I don't know this but it sounds to me like a typical case where the senior engineers are the ones who really know how things work and they are also the ones doing the actual coding (which is probably why they prefer to work from home since it's much more productive). Then there's a bunch of manager types who only talk and write powerpoints who have a bunch of ideas that are divorced from reality. But they imagine that the people-actually-doing-the-work are the problem.

I honestly think almost everyone should be required to code themselves, at least part time. That would clear out the parasitic office-politics talkers and bring power back where it belongs: to the people who actually know something, but don't have time for scheming because they actually work.
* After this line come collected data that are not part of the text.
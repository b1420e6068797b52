//! Password-grant authorization and access token lifetime tracking

use std::fmt;

use chrono::{DateTime, Duration as ChronoDuration, Utc};
use reqwest::header::ACCEPT;
use reqwest::Client;
use serde::{Deserialize, Serialize};
use tracing::{debug, instrument};
use url::Url;

use crate::error::{Result, VtelError};
use crate::types::ApiErrorBody;

/// Grant type sent on every authorization request
pub const PASSWORD_GRANT: &str = "password";

/// Remaining lifetime (seconds) below which a token is considered near expiry
pub const NEAR_EXPIRY_SECS: i64 = 3_600;

const AUTH_CONTEXT: &str = "oauth/token";

/// Account credentials for the password grant
#[derive(Clone)]
pub struct Credential {
    grant_type: String,
    client_id: String,
    client_secret: String,
    email: String,
    password: String,
}

impl Credential {
    pub fn new(
        client_id: impl Into<String>,
        client_secret: impl Into<String>,
        email: impl Into<String>,
        password: impl Into<String>,
    ) -> Self {
        Self {
            grant_type: PASSWORD_GRANT.to_string(),
            client_id: client_id.into(),
            client_secret: client_secret.into(),
            email: email.into(),
            password: password.into(),
        }
    }

    /// Record a caller-chosen grant type.
    ///
    /// The authorization request always uses [`PASSWORD_GRANT`] regardless.
    pub fn with_grant_type(mut self, grant_type: impl Into<String>) -> Self {
        self.grant_type = grant_type.into();
        self
    }

    pub fn grant_type(&self) -> &str {
        &self.grant_type
    }

    pub fn client_id(&self) -> &str {
        &self.client_id
    }

    pub fn email(&self) -> &str {
        &self.email
    }

    /// Check that every field needed by the grant is present
    pub fn validate(&self) -> Result<()> {
        if self.client_id.is_empty() {
            return Err(VtelError::InvalidCredential("client_id"));
        }
        if self.client_secret.is_empty() {
            return Err(VtelError::InvalidCredential("client_secret"));
        }
        if self.email.is_empty() {
            return Err(VtelError::InvalidCredential("email"));
        }
        if self.password.is_empty() {
            return Err(VtelError::InvalidCredential("password"));
        }
        Ok(())
    }

    fn grant_request(&self) -> GrantRequest<'_> {
        GrantRequest {
            grant_type: PASSWORD_GRANT,
            client_id: &self.client_id,
            client_secret: &self.client_secret,
            email: &self.email,
            password: &self.password,
        }
    }
}

impl fmt::Debug for Credential {
    fn fmt(&self, f: &mut fmt::Formatter<'_>) -> fmt::Result {
        f.debug_struct("Credential")
            .field("grant_type", &self.grant_type)
            .field("client_id", &self.client_id)
            .field("client_secret", &"<redacted>")
            .field("email", &self.email)
            .field("password", &"<redacted>")
            .finish()
    }
}

#[derive(Serialize)]
struct GrantRequest<'a> {
    grant_type: &'a str,
    client_id: &'a str,
    client_secret: &'a str,
    email: &'a str,
    password: &'a str,
}

#[derive(Deserialize)]
struct GrantResponse {
    #[serde(default)]
    access_token: Option<String>,
    #[serde(default)]
    token_type: Option<String>,
    #[serde(default)]
    expires_in: Option<u64>,
    #[serde(flatten)]
    error: ApiErrorBody,
}

/// An issued access token and its derived expiry
///
/// The expiry instant is always computed from the issuance instant and the
/// lifetime; it cannot be set directly.
#[derive(Clone, PartialEq, Eq)]
pub struct TokenStore {
    access_token: String,
    token_type: String,
    expires_in: u64,
    issued_at: DateTime<Utc>,
    expires_at: DateTime<Utc>,
}

impl TokenStore {
    /// Token issued at `issued_at` and valid for `expires_in` seconds
    pub fn issued(
        access_token: impl Into<String>,
        token_type: impl Into<String>,
        expires_in: u64,
        issued_at: DateTime<Utc>,
    ) -> Self {
        let expires_at = i64::try_from(expires_in)
            .ok()
            .and_then(ChronoDuration::try_seconds)
            .and_then(|lifetime| issued_at.checked_add_signed(lifetime))
            .unwrap_or(DateTime::<Utc>::MAX_UTC);
        Self {
            access_token: access_token.into(),
            token_type: token_type.into(),
            expires_in,
            issued_at,
            expires_at,
        }
    }

    pub fn access_token(&self) -> &str {
        &self.access_token
    }

    pub fn token_type(&self) -> &str {
        &self.token_type
    }

    /// Lifetime in seconds as returned by the server
    pub fn expires_in(&self) -> u64 {
        self.expires_in
    }

    pub fn issued_at(&self) -> DateTime<Utc> {
        self.issued_at
    }

    pub fn expires_at(&self) -> DateTime<Utc> {
        self.expires_at
    }

    /// Remaining lifetime at `now` (negative once expired)
    pub fn remaining_at(&self, now: DateTime<Utc>) -> ChronoDuration {
        self.expires_at - now
    }

    /// True when less than an hour of lifetime remains at `now`
    pub fn is_near_expiry_at(&self, now: DateTime<Utc>) -> bool {
        self.remaining_at(now) <= ChronoDuration::seconds(NEAR_EXPIRY_SECS)
    }

    /// True when less than an hour of lifetime remains
    pub fn is_near_expiry(&self) -> bool {
        self.is_near_expiry_at(Utc::now())
    }

    pub fn is_expired(&self) -> bool {
        self.expires_at <= Utc::now()
    }
}

impl fmt::Debug for TokenStore {
    fn fmt(&self, f: &mut fmt::Formatter<'_>) -> fmt::Result {
        f.debug_struct("TokenStore")
            .field("access_token", &"<redacted>")
            .field("token_type", &self.token_type)
            .field("expires_in", &self.expires_in)
            .field("issued_at", &self.issued_at)
            .field("expires_at", &self.expires_at)
            .finish()
    }
}

/// Performs the password-grant exchange
#[derive(Debug, Clone)]
pub struct AuthClient {
    http: Client,
    auth_url: Url,
}

impl AuthClient {
    pub fn new(http: Client, auth_url: Url) -> Self {
        Self { http, auth_url }
    }

    pub fn auth_url(&self) -> &Url {
        &self.auth_url
    }

    /// Exchange `credential` for an access token
    ///
    /// The expiry is measured from the moment the request is started, so
    /// round-trip latency shortens the tracked lifetime rather than extending it.
    #[instrument(skip(self, credential), fields(client_id = credential.client_id()))]
    pub async fn authorize(&self, credential: &Credential) -> Result<TokenStore> {
        credential.validate()?;

        let started = Utc::now();
        debug!("Requesting password grant from {}", self.auth_url);

        let response = self
            .http
            .post(self.auth_url.clone())
            .header(ACCEPT, "application/json")
            .json(&credential.grant_request())
            .send()
            .await
            .map_err(|e| VtelError::from_reqwest(AUTH_CONTEXT, e))?;

        let status = response.status();
        let body = response
            .bytes()
            .await
            .map_err(|e| VtelError::from_reqwest(AUTH_CONTEXT, e))?;

        if !status.is_success() {
            let message = serde_json::from_slice::<ApiErrorBody>(&body)
                .ok()
                .and_then(|b| b.message())
                .unwrap_or_else(|| status.to_string());
            return Err(VtelError::status(AUTH_CONTEXT, status.as_u16(), message));
        }

        let grant: GrantResponse =
            serde_json::from_slice(&body).map_err(|e| VtelError::decode(AUTH_CONTEXT, e))?;

        if let Some(err) = grant.error.into_error(AUTH_CONTEXT) {
            return Err(err);
        }

        let access_token = grant
            .access_token
            .ok_or_else(|| VtelError::decode(AUTH_CONTEXT, "missing access_token"))?;
        let expires_in = grant
            .expires_in
            .ok_or_else(|| VtelError::decode(AUTH_CONTEXT, "missing expires_in"))?;
        let token_type = grant.token_type.unwrap_or_else(|| "bearer".to_string());

        let token = TokenStore::issued(access_token, token_type, expires_in, started);
        debug!("Token issued, expires at {}", token.expires_at());
        Ok(token)
    }
}

#[cfg(test)]
mod tests {
    use super::*;
    use chrono::TimeZone;

    fn issued_at() -> DateTime<Utc> {
        Utc.timestamp_opt(1_460_000_000, 0).unwrap()
    }

    #[test]
    fn test_expiry_is_derived() {
        let token = TokenStore::issued("abc", "bearer", 3_888_000, issued_at());
        assert_eq!(
            token.expires_at(),
            issued_at() + ChronoDuration::seconds(3_888_000)
        );
        assert_eq!(token.expires_in(), 3_888_000);
    }

    #[test]
    fn test_near_expiry_boundary() {
        let lifetime = 7_200;
        let token = TokenStore::issued("abc", "bearer", lifetime, issued_at());
        let boundary = issued_at() + ChronoDuration::seconds(lifetime as i64) - ChronoDuration::hours(1);

        assert!(!token.is_near_expiry_at(boundary - ChronoDuration::seconds(1)));
        assert!(token.is_near_expiry_at(boundary));
        assert!(token.is_near_expiry_at(boundary + ChronoDuration::seconds(1)));
    }

    #[test]
    fn test_short_lived_token_is_near_expiry_immediately() {
        let token = TokenStore::issued("abc", "bearer", 1_800, issued_at());
        assert!(token.is_near_expiry_at(issued_at()));
    }

    #[test]
    fn test_huge_lifetime_saturates() {
        let token = TokenStore::issued("abc", "bearer", u64::MAX, issued_at());
        assert!(!token.is_near_expiry_at(issued_at()));
    }

    #[test]
    fn test_credential_validation() {
        assert!(Credential::new("id", "secret", "me@example.com", "pw")
            .validate()
            .is_ok());

        let err = Credential::new("", "secret", "me@example.com", "pw")
            .validate()
            .unwrap_err();
        assert!(matches!(err, VtelError::InvalidCredential("client_id")));

        let err = Credential::new("id", "secret", "me@example.com", "")
            .validate()
            .unwrap_err();
        assert!(matches!(err, VtelError::InvalidCredential("password")));
    }

    #[test]
    fn test_grant_type_is_always_password() {
        let credential =
            Credential::new("id", "secret", "me@example.com", "pw").with_grant_type("refresh_token");
        let body = serde_json::to_value(credential.grant_request()).unwrap();
        assert_eq!(body["grant_type"], "password");
        assert_eq!(body["email"], "me@example.com");
        assert_eq!(credential.grant_type(), "refresh_token");
    }

    #[test]
    fn test_debug_redacts_secrets() {
        let credential = Credential::new("id", "s3cret", "me@example.com", "hunter2");
        let debug = format!("{:?}", credential);
        assert!(!debug.contains("s3cret"));
        assert!(!debug.contains("hunter2"));

        let token = TokenStore::issued("tok-value", "bearer", 10, issued_at());
        assert!(!format!("{:?}", token).contains("tok-value"));
    }
}
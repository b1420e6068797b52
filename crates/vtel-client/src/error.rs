//! Error types for vtel client operations

use chrono::{DateTime, Utc};
use thiserror::Error;

use crate::streaming::StreamError;

/// Result type alias for vtel client operations
pub type Result<T> = std::result::Result<T, VtelError>;

/// Errors that can occur during vtel client operations
#[derive(Error, Debug)]
pub enum VtelError {
    /// Connection, DNS or TLS failure
    #[error("HTTP request failed: {0}")]
    Transport(#[from] reqwest::Error),

    /// Request did not complete within the configured timeout
    #[error("{context}: request timed out")]
    Timeout { context: String },

    /// Server returned a non-success status code
    #[error("{context}: server returned {status}: {message}")]
    Status {
        context: String,
        status: u16,
        message: String,
    },

    /// Server returned success but the payload carries an `error` field
    #[error("{context}: {}", format_application(.error, .description.as_deref()))]
    Application {
        context: String,
        error: String,
        description: Option<String>,
    },

    /// Body could not be decoded
    #[error("{context}: failed to decode response: {message}")]
    Decode { context: String, message: String },

    /// Invalid URL
    #[error("Invalid URL: {0}")]
    InvalidUrl(#[from] url::ParseError),

    /// A required credential field is empty
    #[error("Invalid credential: {0} must not be empty")]
    InvalidCredential(&'static str),

    /// Supplied token is expired or about to expire
    #[error("Token expired or near expiry (expires at {expires_at})")]
    TokenExpired { expires_at: DateTime<Utc> },

    /// Re-authorization requested on a client built from a bare token
    #[error("No credential available for re-authorization")]
    MissingCredential,

    /// Streaming error
    #[error("Stream error: {0}")]
    Stream(#[from] StreamError),
}

fn format_application(error: &str, description: Option<&str>) -> String {
    match description {
        Some(description) if !description.is_empty() => format!("{}: {}", error, description),
        _ => error.to_string(),
    }
}

impl VtelError {
    /// Create a status error from status code and message
    pub fn status(context: impl Into<String>, status: u16, message: impl Into<String>) -> Self {
        Self::Status {
            context: context.into(),
            status,
            message: message.into(),
        }
    }

    /// Create a decode error
    pub fn decode(context: impl Into<String>, message: impl ToString) -> Self {
        Self::Decode {
            context: context.into(),
            message: message.to_string(),
        }
    }

    /// Classify a reqwest error raised while talking to `context`
    pub(crate) fn from_reqwest(context: impl Into<String>, err: reqwest::Error) -> Self {
        if err.is_timeout() {
            Self::Timeout {
                context: context.into(),
            }
        } else if err.is_decode() {
            Self::decode(context, err)
        } else {
            Self::Transport(err)
        }
    }

    /// Resource or endpoint the error is attributed to, if any
    pub fn context(&self) -> Option<&str> {
        match self {
            Self::Timeout { context }
            | Self::Status { context, .. }
            | Self::Application { context, .. }
            | Self::Decode { context, .. } => Some(context),
            _ => None,
        }
    }

    /// True when the server answered with success but reported an error in the payload
    pub fn is_application(&self) -> bool {
        matches!(self, Self::Application { .. })
    }
}

#[cfg(test)]
mod tests {
    use super::*;

    #[test]
    fn test_application_display_with_description() {
        let err = VtelError::Application {
            context: "charge_state".to_string(),
            error: "vehicle unavailable".to_string(),
            description: Some("asleep".to_string()),
        };
        assert_eq!(err.to_string(), "charge_state: vehicle unavailable: asleep");
        assert_eq!(err.context(), Some("charge_state"));
        assert!(err.is_application());
    }

    #[test]
    fn test_application_display_without_description() {
        let err = VtelError::Application {
            context: "oauth/token".to_string(),
            error: "invalid_grant".to_string(),
            description: Some(String::new()),
        };
        assert_eq!(err.to_string(), "oauth/token: invalid_grant");
    }

    #[test]
    fn test_status_display() {
        let err = VtelError::status("drive_state", 408, "Request Timeout");
        assert_eq!(err.to_string(), "drive_state: server returned 408: Request Timeout");
        assert!(!err.is_application());
    }

    #[test]
    fn test_context_absent_for_credential_errors() {
        assert_eq!(VtelError::InvalidCredential("email").context(), None);
        assert_eq!(VtelError::MissingCredential.context(), None);
    }
}
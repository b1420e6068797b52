//! Vehicle API client implementation

use std::sync::Arc;

use reqwest::header::ACCEPT;
use reqwest::Client;
use serde::de::DeserializeOwned;
use tracing::{debug, instrument, warn};
use url::Url;

use crate::auth::{AuthClient, Credential, TokenStore};
use crate::config::ClientConfig;
use crate::error::{Result, VtelError};
use crate::streaming::StreamClient;
use crate::types::*;

/// Append path segments to an endpoint root
fn endpoint(base: &Url, segments: &[&str]) -> Result<Url> {
    let mut url = base.clone();
    url.path_segments_mut()
        .map_err(|_| VtelError::InvalidUrl(url::ParseError::RelativeUrlWithCannotBeABaseBase))?
        .pop_if_empty()
        .extend(segments);
    Ok(url)
}

/// Vehicle API client
///
/// Holds the account credential and the current access token. Every REST call
/// is authorized with the token; streaming sessions are created through
/// [`stream`](Self::stream) and authorized with per-vehicle tokens instead.
#[derive(Debug, Clone)]
pub struct VehicleClient {
    client: Client,
    stream_client: Client,
    config: ClientConfig,
    auth: AuthClient,
    credential: Option<Credential>,
    token: Arc<TokenStore>,
}

impl VehicleClient {
    /// Authorize with `credential` and create a client
    pub async fn connect(config: ClientConfig, credential: Credential) -> Result<Self> {
        let (client, stream_client) = build_http_clients(&config)?;
        let auth = AuthClient::new(client.clone(), config.auth_url.clone());
        let token = auth.authorize(&credential).await?;

        Ok(Self {
            client,
            stream_client,
            config,
            auth,
            credential: Some(credential),
            token: Arc::new(token),
        })
    }

    /// Create a client from an already-issued token
    ///
    /// Fails when the token is expired or within an hour of expiry.
    /// The client cannot [`reauthorize`](Self::reauthorize).
    pub fn with_token(config: ClientConfig, token: TokenStore) -> Result<Self> {
        Self::from_token(config, token, None)
    }

    /// Create a client from an already-issued token, keeping `credential`
    /// for later re-authorization
    pub fn with_token_and_credential(
        config: ClientConfig,
        token: TokenStore,
        credential: Credential,
    ) -> Result<Self> {
        Self::from_token(config, token, Some(credential))
    }

    fn from_token(
        config: ClientConfig,
        token: TokenStore,
        credential: Option<Credential>,
    ) -> Result<Self> {
        if token.is_near_expiry() {
            return Err(VtelError::TokenExpired {
                expires_at: token.expires_at(),
            });
        }

        let (client, stream_client) = build_http_clients(&config)?;
        let auth = AuthClient::new(client.clone(), config.auth_url.clone());

        Ok(Self {
            client,
            stream_client,
            config,
            auth,
            credential,
            token: Arc::new(token),
        })
    }

    /// Get the configuration
    pub fn config(&self) -> &ClientConfig {
        &self.config
    }

    /// Current access token
    pub fn token(&self) -> Arc<TokenStore> {
        self.token.clone()
    }

    /// True when less than an hour of token lifetime remains
    pub fn token_near_expiry(&self) -> bool {
        self.token.is_near_expiry()
    }

    /// Run a fresh password grant and replace the current token
    ///
    /// Holders of the previous [`token`](Self::token) keep their copy.
    #[instrument(skip(self))]
    pub async fn reauthorize(&mut self) -> Result<Arc<TokenStore>> {
        let credential = self.credential.as_ref().ok_or(VtelError::MissingCredential)?;
        let token = self.auth.authorize(credential).await?;
        self.token = Arc::new(token);
        Ok(self.token.clone())
    }

    // =========================================================================
    // Vehicles
    // =========================================================================

    /// List the account's vehicles
    #[instrument(skip(self))]
    pub async fn list_vehicles(&self) -> Result<Vec<Vehicle>> {
        let url = endpoint(&self.config.base_url, &["vehicles"])?;
        let list: VehicleList = self.get_json(url, "vehicles").await?;
        Ok(list.response)
    }

    /// Whether the vehicle accepts remote API control
    #[instrument(skip(self))]
    pub async fn mobile_enabled(&self, vehicle_id: u64) -> Result<bool> {
        let id = vehicle_id.to_string();
        let url = endpoint(&self.config.base_url, &["vehicles", &id, "mobile_enabled"])?;
        self.get_envelope(url, "mobile_enabled").await
    }

    /// Chargers near the vehicle
    #[instrument(skip(self))]
    pub async fn nearby_charging_sites(&self, vehicle_id: u64) -> Result<NearbyChargingSites> {
        let id = vehicle_id.to_string();
        let url = endpoint(
            &self.config.base_url,
            &["vehicles", &id, "nearby_charging_sites"],
        )?;
        self.get_envelope(url, "nearby_charging_sites").await
    }

    // =========================================================================
    // State Resources
    // =========================================================================

    /// Fetch one named state resource
    #[instrument(skip(self))]
    pub async fn fetch_resource(&self, resource: Resource, vehicle_id: u64) -> Result<SubState> {
        Ok(match resource {
            Resource::Charge => SubState::Charge(self.fetch_state(resource, vehicle_id).await?),
            Resource::Climate => SubState::Climate(self.fetch_state(resource, vehicle_id).await?),
            Resource::Drive => SubState::Drive(self.fetch_state(resource, vehicle_id).await?),
            Resource::GuiSettings => {
                SubState::GuiSettings(self.fetch_state(resource, vehicle_id).await?)
            }
            Resource::Vehicle => SubState::Vehicle(self.fetch_state(resource, vehicle_id).await?),
            Resource::Service => SubState::Service(self.fetch_state(resource, vehicle_id).await?),
        })
    }

    /// Fetch climate, drive, GUI settings, vehicle and charge state, in that order
    ///
    /// Stops at the first failing resource; later resources are not requested
    /// and the partial snapshot is discarded.
    #[instrument(skip(self))]
    pub async fn fetch_all(&self, vehicle_id: u64) -> Result<StateSnapshot> {
        debug!("Retrieving vehicle data");
        let mut snapshot = StateSnapshot::default();

        for resource in Resource::SNAPSHOT_ORDER {
            match self.fetch_resource(resource, vehicle_id).await {
                Ok(state) => snapshot.insert(state),
                Err(e) => {
                    warn!("Error getting {}: {}", resource, e);
                    return Err(e);
                }
            }
        }

        Ok(snapshot)
    }

    pub async fn charge_state(&self, vehicle_id: u64) -> Result<ChargeState> {
        self.fetch_state(Resource::Charge, vehicle_id).await
    }

    pub async fn climate_state(&self, vehicle_id: u64) -> Result<ClimateState> {
        self.fetch_state(Resource::Climate, vehicle_id).await
    }

    pub async fn drive_state(&self, vehicle_id: u64) -> Result<DriveState> {
        self.fetch_state(Resource::Drive, vehicle_id).await
    }

    pub async fn gui_settings(&self, vehicle_id: u64) -> Result<GuiSettings> {
        self.fetch_state(Resource::GuiSettings, vehicle_id).await
    }

    pub async fn vehicle_state(&self, vehicle_id: u64) -> Result<VehicleState> {
        self.fetch_state(Resource::Vehicle, vehicle_id).await
    }

    pub async fn service_data(&self, vehicle_id: u64) -> Result<ServiceData> {
        self.fetch_state(Resource::Service, vehicle_id).await
    }

    /// URL of a state resource
    pub fn state_url(&self, resource: Resource, vehicle_id: u64) -> Result<Url> {
        let id = vehicle_id.to_string();
        endpoint(
            &self.config.base_url,
            &["vehicles", &id, "data_request", resource.as_str()],
        )
    }

    async fn fetch_state<T: DeserializeOwned>(&self, resource: Resource, vehicle_id: u64) -> Result<T> {
        let url = self.state_url(resource, vehicle_id)?;
        self.get_envelope(url, resource.as_str()).await
    }

    // =========================================================================
    // Streaming
    // =========================================================================

    /// Streaming client that takes over the vehicle's streaming tokens
    ///
    /// The tokens are moved out of `vehicle`; calling this again on the same
    /// vehicle yields a client with no tokens.
    pub fn stream(&self, vehicle: &mut Vehicle) -> StreamClient {
        self.stream_handle(vehicle.stream_handle())
    }

    /// Streaming client for an explicit handle
    pub fn stream_handle(&self, handle: VehicleHandle) -> StreamClient {
        StreamClient::new(
            self.stream_client.clone(),
            self.config.streaming_url.clone(),
            handle,
            self.config.stream_channel_capacity,
        )
    }

    // =========================================================================
    // Helper Methods
    // =========================================================================

    /// GET an envelope and unwrap its `response`, checking the embedded error
    async fn get_envelope<T: DeserializeOwned>(&self, url: Url, context: &str) -> Result<T> {
        let envelope: Envelope<T> = self.get_json(url, context).await?;
        if let Some(err) = envelope.error.into_error(context) {
            return Err(err);
        }
        envelope
            .response
            .ok_or_else(|| VtelError::decode(context, "missing response"))
    }

    /// Authenticated GET returning decoded JSON
    async fn get_json<T: DeserializeOwned>(&self, url: Url, context: &str) -> Result<T> {
        if self.token.is_near_expiry() {
            warn!(
                expires_at = %self.token.expires_at(),
                "Access token is near expiry"
            );
        }
        debug!("GET {}", url);

        let response = self
            .client
            .get(url)
            .bearer_auth(self.token.access_token())
            .header(ACCEPT, "application/json")
            .send()
            .await
            .map_err(|e| VtelError::from_reqwest(context, e))?;

        self.handle_response(response, context).await
    }

    /// Handle response and deserialize JSON
    async fn handle_response<T: DeserializeOwned>(
        &self,
        response: reqwest::Response,
        context: &str,
    ) -> Result<T> {
        let status = response.status();
        let body = response
            .bytes()
            .await
            .map_err(|e| VtelError::from_reqwest(context, e))?;

        if !status.is_success() {
            let message = serde_json::from_slice::<ApiErrorBody>(&body)
                .ok()
                .and_then(|b| b.message())
                .unwrap_or_else(|| status.to_string());
            return Err(VtelError::status(context, status.as_u16(), message));
        }

        serde_json::from_slice(&body).map_err(|e| VtelError::decode(context, e))
    }
}

/// Request/response client and streaming client
///
/// The streaming client has no total timeout, only connect and idle limits.
fn build_http_clients(config: &ClientConfig) -> Result<(Client, Client)> {
    let client = Client::builder()
        .timeout(config.timeout)
        .connect_timeout(config.connect_timeout)
        .build()?;

    let mut stream_builder = Client::builder().connect_timeout(config.connect_timeout);
    if let Some(idle) = config.stream_idle_timeout {
        stream_builder = stream_builder.read_timeout(idle);
    }
    let stream_client = stream_builder.build()?;

    Ok((client, stream_client))
}

#[cfg(test)]
mod tests {
    use super::*;
    use chrono::{Duration, Utc};

    fn fresh_token() -> TokenStore {
        TokenStore::issued("abc123", "bearer", 3_888_000, Utc::now())
    }

    fn client() -> VehicleClient {
        let config = ClientConfig::for_server("http://localhost:9080").unwrap();
        VehicleClient::with_token(config, fresh_token()).unwrap()
    }

    #[test]
    fn test_client_from_token() {
        let client = client();
        assert!(!client.token_near_expiry());
        assert_eq!(client.token().access_token(), "abc123");
    }

    #[test]
    fn test_expired_token_rejected() {
        let config = ClientConfig::default();
        let stale = TokenStore::issued("abc", "bearer", 3_600, Utc::now() - Duration::hours(2));
        let err = VehicleClient::with_token(config, stale).unwrap_err();
        assert!(matches!(err, VtelError::TokenExpired { .. }));
    }

    #[test]
    fn test_near_expiry_token_rejected() {
        let config = ClientConfig::default();
        let short = TokenStore::issued("abc", "bearer", 1_800, Utc::now());
        assert!(VehicleClient::with_token(config, short).is_err());
    }

    #[test]
    fn test_state_url() {
        let url = client().state_url(Resource::GuiSettings, 42).unwrap();
        assert_eq!(
            url.as_str(),
            "http://localhost:9080/api/1/vehicles/42/data_request/gui_settings"
        );
    }

    #[test]
    fn test_endpoint_with_trailing_slash() {
        let base = Url::parse("http://localhost:9080/api/1/").unwrap();
        let url = endpoint(&base, &["vehicles"]).unwrap();
        assert_eq!(url.as_str(), "http://localhost:9080/api/1/vehicles");
    }

    #[test]
    fn test_stream_url() {
        let handle = VehicleHandle::new(123, vec!["456".to_string()]);
        let stream = client().stream_handle(handle);
        let url = stream.stream_url().unwrap();
        assert_eq!(url.path(), "/stream/123/");
        assert_eq!(
            url.query_pairs().next().map(|(k, v)| (k.into_owned(), v.into_owned())),
            Some((
                "values".to_string(),
                "speed,odometer,soc,elevation,est_heading,est_lat,est_lng,power,shift_state,range,est_range,heading"
                    .to_string()
            ))
        );
    }

    #[tokio::test]
    async fn test_reauthorize_without_credential() {
        let mut client = client();
        assert!(matches!(
            client.reauthorize().await,
            Err(VtelError::MissingCredential)
        ));
    }
}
> “bad old days of when people all had their own branches”

I’m sort-of-an-SRE at a large enterprise and I see many developers gravitate towards this pattern. There’s a Dev1 branch for the first developer and a Dev2 for the second, etc…

And as you said, a huge merge the day before production rollout.

I’m trying to steer them in the right direction but it’s hard to find a good source that covers everything.

E.g.: this this the bad way, here’s how it goes wrong, this is the good way, this is how it fixes it.

Got any good references I can use?


Sounds like a lot of cultural issues. My pre-covid job was a very small company but similar stuff.

We hired an in-town workforce and cut the old guard out completely. Worked in person everyday until lockdown but had flexibility as well.

We were all pretty close (10ish people including execs) so remote work was fine and we shut down the office… I’m a much bigger remote work fan now because of how well it went.

The people on the same page will be on the same page whether they’re waking through the park or not. It may be time for the others to move along.